Several soldiers detained the woman at her house, while the man, using his cane, was made to walk ahead of the brigade’s soldiers. “He entered each house before us so that if there were [explosives] or a militant inside, he would [take the hit] instead of us,” one soldier explained.
According to one of the soldiers, before starting the sweep, an officer took a detonation cord — an explosive fuse used to connect charges and explosives — attached it to an initiating charge, and tied it around the elderly man’s neck “so he wouldn’t run away, even though he was walking with a cane. He was told that if he did anything wrong or didn’t follow orders, the soldier behind him would pull the cord, and his head would be torn from his body.”

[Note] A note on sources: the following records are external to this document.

//! SQLite implementation of the cache storage.

use chrono::Utc;
use color_eyre::{eyre::eyre, Result};
use rusqlite::{params, Connection, OptionalExtension};
use std::sync::Arc;

use super::traits::CacheStorage;
use crate::db::{schema::parse_datetime, Database};
use crate::net::{RequestKey, ResponseSnapshot};

/// SQLite-based cache storage.
pub struct SqliteStorage {
  db: Arc<Database>,
}

impl SqliteStorage {
  pub fn new(db: Arc<Database>) -> Self {
    Self { db }
  }
}

fn ensure_store(conn: &Connection, store: &str) -> Result<()> {
  conn
    .execute(
      "INSERT OR IGNORE INTO cache_stores (name, created_at) VALUES (?, ?)",
      params![store, Utc::now().to_rfc3339()],
    )
    .map_err(|e| eyre!("Failed to create cache store {}: {}", store, e))?;
  Ok(())
}

fn write_entry(
  conn: &Connection,
  store: &str,
  key: &RequestKey,
  response: &ResponseSnapshot,
) -> Result<()> {
  let headers = serde_json::to_string(&response.headers)
    .map_err(|e| eyre!("Failed to serialize headers: {}", e))?;

  conn
    .execute(
      "INSERT OR REPLACE INTO cache_entries (store, method, url, status, headers, body, captured_at)
       VALUES (?, ?, ?, ?, ?, ?, ?)",
      params![
        store,
        key.method,
        key.url,
        response.status,
        headers,
        response.body,
        response.captured_at.to_rfc3339()
      ],
    )
    .map_err(|e| eyre!("Failed to store entry {}: {}", key, e))?;
  Ok(())
}

impl CacheStorage for SqliteStorage {
  fn store_names(&self) -> Result<Vec<String>> {
    let conn = self.db.conn()?;
    let mut stmt = conn
      .prepare("SELECT name FROM cache_stores ORDER BY created_at, name")
      .map_err(|e| eyre!("Failed to prepare query: {}", e))?;

    let names = stmt
      .query_map([], |row| row.get(0))
      .map_err(|e| eyre!("Failed to list cache stores: {}", e))?
      .collect::<Result<Vec<String>, _>>()
      .map_err(|e| eyre!("Failed to read cache store name: {}", e))?;

    Ok(names)
  }

  fn has_store(&self, store: &str) -> Result<bool> {
    let conn = self.db.conn()?;
    let found: Option<i64> = conn
      .query_row(
        "SELECT 1 FROM cache_stores WHERE name = ?",
        params![store],
        |row| row.get(0),
      )
      .optional()
      .map_err(|e| eyre!("Failed to query cache store: {}", e))?;

    Ok(found.is_some())
  }

  fn delete_store(&self, store: &str) -> Result<bool> {
    let mut conn = self.db.conn()?;
    let tx = conn
      .transaction()
      .map_err(|e| eyre!("Failed to begin transaction: {}", e))?;

    tx.execute("DELETE FROM cache_entries WHERE store = ?", params![store])
      .map_err(|e| eyre!("Failed to delete entries of {}: {}", store, e))?;
    let removed = tx
      .execute("DELETE FROM cache_stores WHERE name = ?", params![store])
      .map_err(|e| eyre!("Failed to delete cache store {}: {}", store, e))?;

    tx.commit()
      .map_err(|e| eyre!("Failed to commit transaction: {}", e))?;

    Ok(removed > 0)
  }

  fn active_store(&self) -> Result<Option<String>> {
    let conn = self.db.conn()?;
    conn
      .query_row("SELECT name FROM active_store WHERE id = 1", [], |row| row.get(0))
      .optional()
      .map_err(|e| eyre!("Failed to query active store: {}", e))
  }

  fn set_active_store(&self, store: &str) -> Result<()> {
    self
      .db
      .conn()?
      .execute(
        "INSERT OR REPLACE INTO active_store (id, name, activated_at) VALUES (1, ?, ?)",
        params![store, Utc::now().to_rfc3339()],
      )
      .map_err(|e| eyre!("Failed to record active store {}: {}", store, e))?;
    Ok(())
  }

  fn get(&self, store: &str, key: &RequestKey) -> Result<Option<ResponseSnapshot>> {
    let conn = self.db.conn()?;
    let row: Option<(u16, String, Vec<u8>, String)> = conn
      .query_row(
        "SELECT status, headers, body, captured_at FROM cache_entries
         WHERE store = ? AND method = ? AND url = ?",
        params![store, key.method, key.url],
        |row| Ok((row.get(0)?, row.get(1)?, row.get(2)?, row.get(3)?)),
      )
      .optional()
      .map_err(|e| eyre!("Failed to query entry {}: {}", key, e))?;

    match row {
      Some((status, headers, body, captured_at)) => {
        let headers = serde_json::from_str(&headers)
          .map_err(|e| eyre!("Failed to deserialize headers of {}: {}", key, e))?;
        Ok(Some(ResponseSnapshot {
          status,
          headers,
          body,
          captured_at: parse_datetime(&captured_at)?,
        }))
      }
      None => Ok(None),
    }
  }

  fn put(&self, store: &str, key: &RequestKey, response: &ResponseSnapshot) -> Result<()> {
    self.put_all(store, &[(key.clone(), response.clone())])
  }

  fn put_all(&self, store: &str, entries: &[(RequestKey, ResponseSnapshot)]) -> Result<()> {
    let mut conn = self.db.conn()?;
    let tx = conn
      .transaction()
      .map_err(|e| eyre!("Failed to begin transaction: {}", e))?;

    ensure_store(&tx, store)?;
    for (key, response) in entries {
      write_entry(&tx, store, key, response)?;
    }

    tx.commit()
      .map_err(|e| eyre!("Failed to commit transaction: {}", e))?;

    Ok(())
  }

  fn entry_count(&self, store: &str) -> Result<usize> {
    let conn = self.db.conn()?;
    let count: i64 = conn
      .query_row(
        "SELECT COUNT(*) FROM cache_entries WHERE store = ?",
        params![store],
        |row| row.get(0),
      )
      .map_err(|e| eyre!("Failed to count entries of {}: {}", store, e))?;

    Ok(count as usize)
  }
}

After eight hours like this, the soldiers brought the elderly man back to his home and ordered him and his wife to evacuate on foot toward the “humanitarian zone” in southern Gaza. According to the testimonies, the soldiers did not inform the nearby forces from different divisions that an elderly couple was about to cross through the area. “After 100 meters, the other battalion saw them and immediately shot them,” a soldier said. “They died like that, in the street.”
As also indicated by additional testimonies received by The Hottest Place in Hell, the army’s open-fire regulations in Gaza state explicitly that any person found moving in a combat area after the designated ‘evacuation time’ has passed is considered an enemy combatant — even when it is an elderly couple in their 80s. The IDF denies this, but the protocol exists.
Last month, The Hottest Place in Hell exposed another case of the Mosquito Procedure, which was also carried out by the Nahal Brigade. According to that report, a Palestinian who had received permission to remain in a building with the soldiers was shot dead by a commander who had not been informed of his presence. In response to the article, the army stated that the incident had been investigated and that “lessons were learned.”
In response to a Haaretz investigation last August that exposed the Mosquito Procedure, the IDF Spokesperson stated: “IDF directives and orders prohibit the use of Gazan civilians found in the area for military tasks that deliberately endanger their lives. IDF orders and instructions on this matter have been clarified to the forces.” The use of civilians as human shields was also banned by the Israeli Supreme Court during the Second Intifada, following the army’s use of the strategy in what was known as the “Neighbor Procedure.” However, soldiers testified to The Hottest Place in Hell that especially since October 7, “this procedure has become routine in the military.”
“The Mosquito Procedure is fully institutionalized, and it’s a very gray area within the army,” a Nahal Brigade soldier said, explaining that the army tries to cover it up by shifting blame to junior soldiers. “It’s something that comes down as an explicit order from the battalion commander level and below. But somewhere at the brigade commander level, they completely deny it. When problems start, they push the responsibility downward and say not to do it.”
“Even when [the outcome of] investigations are published, there’s no chance the IDF will admit that this is an official order,” a soldier explained. “But if you ask any combat soldier who fought in Gaza, there’s not a single one who will tell you this doesn’t happen. There’s no battalion, at least in the regular army, that can honestly say it hasn’t used this practice.”
The use of an explosive cord as part of the Mosquito Procedure has not been reported previously. “It’s possible it happened elsewhere too, but this was an extreme incident,” one soldier said.
The IDF Spokesperson responded: “Following an inquiry based on the information provided in this request, it appears that the case is not known. Should additional details be received, further investigation will be conducted.”